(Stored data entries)
━━━━━━

use crate::config::GameConfig;
use crate::error::Result;
use crate::games::{
    self, GameKey, Hud, MiniGame, Palette, Pointer, PointerKind, FIELD_HEIGHT, FIELD_WIDTH,
};
use crate::generator::{generate_or_fallback, SharedSource};
use crate::screen::{
    clip, layout_metrics, paint, present, Canvas, Projection, TerminalGuard, HEADER_LINES,
};
use crossterm::event::{
    self, Event, KeyCode, KeyEvent, KeyEventKind, KeyModifiers, MouseButton, MouseEvent,
    MouseEventKind,
};
use std::cell::Cell;
use std::io::{self, Write};
use std::rc::Rc;
use std::sync::mpsc::{self, Receiver, TryRecvError};
use std::sync::Arc;
use std::thread;
use std::time::{Duration, Instant};
use tracing::{info, warn};
use unicode_width::UnicodeWidthStr;

const TICK_MS: u64 = 33;
const SPINNER: [char; 4] = ['|', '/', '-', '\\'];

pub const MOODS: [&str; 8] = [
    "Happy", "Sad", "Angry", "Calm", "Excited", "Anxious", "Bored", "Curious",
];

#[derive(Clone, Copy, Debug, PartialEq, Eq)]
pub enum Screen
{
    MoodSelect,
    Loading,
    Playing,
    GameOver,
}

/// Owns the mood, the generated config and the last score, and only moves
/// between screens along the allowed transitions.
#[derive(Debug)]
pub struct Orchestrator
{
    screen: Screen,
    mood: Option<String>,
    config: Option<GameConfig>,
    score: Option<u32>,
}

impl Default for Orchestrator
{
    fn default() -> Self
    {
        Self::new()
    }
}

impl Orchestrator
{
    pub fn new() -> Self
    {
        Self {
            screen: Screen::MoodSelect,
            mood: None,
            config: None,
            score: None,
        }
    }

    pub fn screen(&self) -> Screen
    {
        self.screen
    }

    pub fn mood(&self) -> Option<&str>
    {
        self.mood.as_deref()
    }

    pub fn config(&self) -> Option<&GameConfig>
    {
        self.config.as_ref()
    }

    pub fn score(&self) -> Option<u32>
    {
        self.score
    }

    pub fn select_mood(&mut self, mood: &str) -> bool
    {
        if !self.require(Screen::MoodSelect, "select_mood") {
            return false;
        }
        info!(mood, "mood selected");
        self.mood = Some(mood.to_string());
        self.screen = Screen::Loading;
        true
    }

    pub fn config_ready(&mut self, config: GameConfig) -> bool
    {
        if !self.require(Screen::Loading, "config_ready") {
            return false;
        }
        info!(game = %config.game_type, title = %config.title, "starting session");
        self.config = Some(config);
        self.screen = Screen::Playing;
        true
    }

    pub fn finish(&mut self, score: u32) -> bool
    {
        if !self.require(Screen::Playing, "finish") {
            return false;
        }
        info!(score, "session finished");
        self.score = Some(score);
        self.screen = Screen::GameOver;
        true
    }

    pub fn play_again(&mut self) -> bool
    {
        if !self.require(Screen::GameOver, "play_again") {
            return false;
        }
        self.score = None;
        self.screen = Screen::Playing;
        true
    }

    pub fn new_mood(&mut self) -> bool
    {
        if !self.require(Screen::GameOver, "new_mood") {
            return false;
        }
        self.mood = None;
        self.config = None;
        self.score = None;
        self.screen = Screen::MoodSelect;
        true
    }

    fn require(&self, screen: Screen, action: &str) -> bool
    {
        if self.screen != screen {
            warn!(?screen, current = ?self.screen, action, "ignored screen transition");
            return false;
        }
        true
    }
}

/// A mounted mini-game plus the slot its game-over callback reports into.
pub struct Round
{
    session: Box<dyn MiniGame>,
    reported: Rc<Cell<Option<u32>>>,
}

impl Round
{
    pub fn mount(config: &GameConfig, now: Instant) -> Self
    {
        let reported = Rc::new(Cell::new(None));
        let sink = Rc::clone(&reported);
        let session = games::mount(config, move |score| sink.set(Some(score)), now);
        Self { session, reported }
    }

    pub fn session(&mut self) -> &mut dyn MiniGame
    {
        self.session.as_mut()
    }

    pub fn result(&self) -> Option<u32>
    {
        self.reported.get()
    }
}

#[derive(Clone, Debug, PartialEq, Eq)]
pub enum MoodChoice
{
    Quit,
    Mood(String),
}

pub fn parse_mood_choice(input: &str) -> MoodChoice
{
    let choice = input.trim();
    if choice.is_empty() {
        return MoodChoice::Mood(MOODS[0].to_string());
    }
    if choice.eq_ignore_ascii_case("q") {
        return MoodChoice::Quit;
    }
    if let Ok(index) = choice.parse::<usize>() {
        if index >= 1 && index <= MOODS.len() {
            return MoodChoice::Mood(MOODS[index - 1].to_string());
        }
    }
    MoodChoice::Mood(choice.to_string())
}

fn prompt_mood() -> Result<MoodChoice>
{
    println!("Mood Arcade");
    println!();
    println!("How are you feeling?");
    for (idx, mood) in MOODS.iter().enumerate() {
        println!("  {}. {}", idx + 1, mood);
    }
    println!();
    print!("Enter a number or type your own mood (default 1, q to quit): ");
    io::stdout().flush()?;

    let mut input = String::new();
    if io::stdin().read_line(&mut input)? == 0 {
        return Ok(MoodChoice::Quit);
    }
    Ok(parse_mood_choice(&input))
}

#[derive(Clone, Copy, Debug, PartialEq, Eq)]
enum AfterGame
{
    PlayAgain,
    NewMood,
    Quit,
}

pub fn run(source: SharedSource, mut next_mood: Option<String>) -> Result<()>
{
    let mut orchestrator = Orchestrator::new();
    loop {
        let mood = match next_mood.take() {
            Some(mood) => mood,
            None => match prompt_mood()? {
                MoodChoice::Mood(mood) => mood,
                MoodChoice::Quit => return Ok(()),
            },
        };
        orchestrator.select_mood(&mood);

        let mut term = TerminalGuard::enter()?;
        let Some(config) = wait_for_config(&mut term, &source, &mood)? else {
            return Ok(());
        };
        orchestrator.config_ready(config);

        loop {
            let Some(config) = orchestrator.config().cloned() else {
                break;
            };
            let (score, quit) = play(&mut term, &config, &mood)?;
            orchestrator.finish(score);
            if quit {
                return Ok(());
            }
            match game_over_screen(&mut term, &orchestrator)? {
                AfterGame::PlayAgain => {
                    orchestrator.play_again();
                }
                AfterGame::NewMood => {
                    orchestrator.new_mood();
                    break;
                }
                AfterGame::Quit => return Ok(()),
            }
        }
    }
}

/// Starts config generation for `mood` on a worker thread.
pub fn spawn_generation(source: &SharedSource, mood: &str) -> Receiver<GameConfig>
{
    let (tx, rx) = mpsc::channel();
    let worker_source = Arc::clone(source);
    let worker_mood = mood.to_string();
    thread::spawn(move || {
        let config = generate_or_fallback(worker_source.as_ref(), &worker_mood);
        let _ = tx.send(config);
    });
    rx
}

/// `None` while the worker is still busy. A worker that died without
/// answering yields the fallback config.
pub fn poll_generation(rx: &Receiver<GameConfig>) -> Option<GameConfig>
{
    match rx.try_recv() {
        Ok(config) => Some(config),
        Err(TryRecvError::Empty) => None,
        Err(TryRecvError::Disconnected) => {
            warn!("config worker vanished, using fallback");
            Some(GameConfig::fallback())
        }
    }
}

fn wait_for_config(
    term: &mut TerminalGuard,
    source: &SharedSource,
    mood: &str,
) -> Result<Option<GameConfig>>
{
    let rx = spawn_generation(source, mood);
    let start = Instant::now();
    let mut last_tick: Option<Instant> = None;
    loop {
        if let Some(config) = poll_generation(&rx) {
            return Ok(Some(config));
        }

        while event::poll(Duration::from_millis(0))? {
            if let Event::Key(key) = event::read()? {
                if is_quit_key(&key) || key.code == KeyCode::Esc {
                    return Ok(None);
                }
            }
        }

        if last_tick.is_none_or(|tick| tick.elapsed() >= Duration::from_millis(TICK_MS)) {
            let frame = (start.elapsed().as_millis() / 120) as usize % SPINNER.len();
            let (width, _) = layout_metrics();
            let lines = vec![
                "Mood Arcade".to_string(),
                String::new(),
                clip(
                    &format!("{} Dreaming up a game for \"{}\"...", SPINNER[frame], mood),
                    width,
                ),
                String::new(),
                "ESC to quit".to_string(),
            ];
            present(term.stdout(), &lines)?;
            last_tick = Some(Instant::now());
        }

        thread::sleep(Duration::from_millis(5));
    }
}

fn play(term: &mut TerminalGuard, config: &GameConfig, mood: &str) -> Result<(u32, bool)>
{
    let palette = Palette::from_config(config);
    let mut round = Round::mount(config, Instant::now());
    let mut last_tick: Option<Instant> = None;
    let mut quit = false;

    loop {
        let now = Instant::now();
        let (width, field_height) = layout_metrics();
        let projection = Projection::new(width, field_height, FIELD_WIDTH, FIELD_HEIGHT);

        quit |= handle_input(round.session(), &projection, now)?;
        round.session().update(now);
        if let Some(score) = round.result() {
            return Ok((score, quit));
        }

        if last_tick.is_none_or(|tick| tick.elapsed() >= Duration::from_millis(TICK_MS)) {
            let session = round.session();
            let hud = session.hud();
            let mut canvas = Canvas::new(width, field_height, Some(palette.background));
            session.draw(&mut canvas, &projection);
            let lines = play_frame(config, mood, &palette, &hud, &canvas, width);
            present(term.stdout(), &lines)?;
            last_tick = Some(Instant::now());
        }

        thread::sleep(Duration::from_millis(1));
    }
}

/// Lays out one playing frame: header, playfield rows, separator, footer.
/// Text lines are clipped to `width` so none of them wraps.
fn play_frame(
    config: &GameConfig,
    mood: &str,
    palette: &Palette,
    hud: &Hud,
    canvas: &Canvas,
    width: usize,
) -> Vec<String>
{
    let tag = format!("  ({mood} / {})", config.game_type);
    let title = clip(&config.title, width);
    let tag = clip(&tag, width - title.width());

    let mut lines = Vec::new();
    lines.push(format!("{}{}", paint(&title, palette.accent), paint(&tag, palette.secondary)));
    lines.push(clip(&config.description, width));
    lines.push(clip(&format!("Score: {:>5}  {}", hud.score, hud.status), width));
    lines.extend(canvas.rows());
    lines.push(paint(&"=".repeat(width), palette.primary));
    lines.push(clip(&config.instructions, width));
    lines.push(clip("Controls: mouse or arrows + enter, ESC to give up", width));
    lines
}

// Returns true when the player asked to leave the app entirely.
fn handle_input(session: &mut dyn MiniGame, projection: &Projection, now: Instant) -> Result<bool>
{
    let mut quit = false;
    while event::poll(Duration::from_millis(0))? {
        match event::read()? {
            Event::Key(key) if key.kind != KeyEventKind::Release => {
                if is_quit_key(&key) {
                    session.abort();
                    quit = true;
                } else if key.code == KeyCode::Esc {
                    session.abort();
                } else if let Some(game_key) = game_key(key.code) {
                    session.key(game_key, now);
                }
            }
            Event::Mouse(mouse) => {
                if let Some(pointer) = pointer_from_mouse(&mouse, projection) {
                    session.pointer(pointer, now);
                }
            }
            _ => {}
        }
    }
    Ok(quit)
}

fn is_quit_key(key: &KeyEvent) -> bool
{
    key.code == KeyCode::Char('c') && key.modifiers.contains(KeyModifiers::CONTROL)
}

pub fn game_key(code: KeyCode) -> Option<GameKey>
{
    match code {
        KeyCode::Left => Some(GameKey::Left),
        KeyCode::Right => Some(GameKey::Right),
        KeyCode::Up => Some(GameKey::Up),
        KeyCode::Down => Some(GameKey::Down),
        KeyCode::Enter | KeyCode::Char(' ') => Some(GameKey::Select),
        _ => None,
    }
}

/// Converts a terminal mouse event into playfield coordinates. Presses
/// outside the playfield are dropped; movement is clamped onto it.
pub fn pointer_from_mouse(mouse: &MouseEvent, projection: &Projection) -> Option<Pointer>
{
    let kind = match mouse.kind {
        MouseEventKind::Down(MouseButton::Left) => PointerKind::Press,
        MouseEventKind::Moved | MouseEventKind::Drag(MouseButton::Left) => PointerKind::Move,
        _ => return None,
    };
    let col = mouse.column as usize;
    let row = (mouse.row as usize).checked_sub(HEADER_LINES);
    let inside = col < projection.cols && row.is_some_and(|row| row < projection.rows);
    if kind == PointerKind::Press && !inside {
        return None;
    }
    let col = col.min(projection.cols - 1);
    let row = row.unwrap_or(0).min(projection.rows - 1);
    let (x, y) = projection.to_field(col, row);
    Some(Pointer { kind, x, y })
}

fn game_over_screen(term: &mut TerminalGuard, orchestrator: &Orchestrator) -> Result<AfterGame>
{
    let score = orchestrator.score().unwrap_or(0);
    let title = orchestrator
        .config()
        .map(|config| config.title.as_str())
        .unwrap_or("Mood Arcade");
    let (width, _) = layout_metrics();
    let lines = vec![
        "Game over".to_string(),
        String::new(),
        clip(&format!("Mood: {}", orchestrator.mood().unwrap_or("-")), width),
        clip(&format!("Game: {title}"), width),
        format!("Score: {score}"),
        String::new(),
        "ENTER/SPACE play again   N new mood   Q/ESC quit".to_string(),
    ];
    present(term.stdout(), &lines)?;

    while event::poll(Duration::from_millis(0))? {
        let _ = event::read()?;
    }

    loop {
        if event::poll(Duration::from_millis(50))? {
            if let Event::Key(key) = event::read()? {
                if key.kind == KeyEventKind::Release {
                    continue;
                }
                if is_quit_key(&key) {
                    return Ok(AfterGame::Quit);
                }
                match key.code {
                    KeyCode::Enter | KeyCode::Char(' ') => return Ok(AfterGame::PlayAgain),
                    KeyCode::Char('n') | KeyCode::Char('N') => return Ok(AfterGame::NewMood),
                    KeyCode::Esc | KeyCode::Char('q') | KeyCode::Char('Q') => {
                        return Ok(AfterGame::Quit)
                    }
                    _ => {}
                }
            }
        }
    }
}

━━━━━━

_Task prompt_.
Each line above that includes the word "index" is to be copied.

_Exercise response_.
    if let Ok(index) = choice.parse::<usize>() {
        if index >= 1 && index <= MOODS.len() {
            return MoodChoice::Mood(MOODS[index - 1].to_string());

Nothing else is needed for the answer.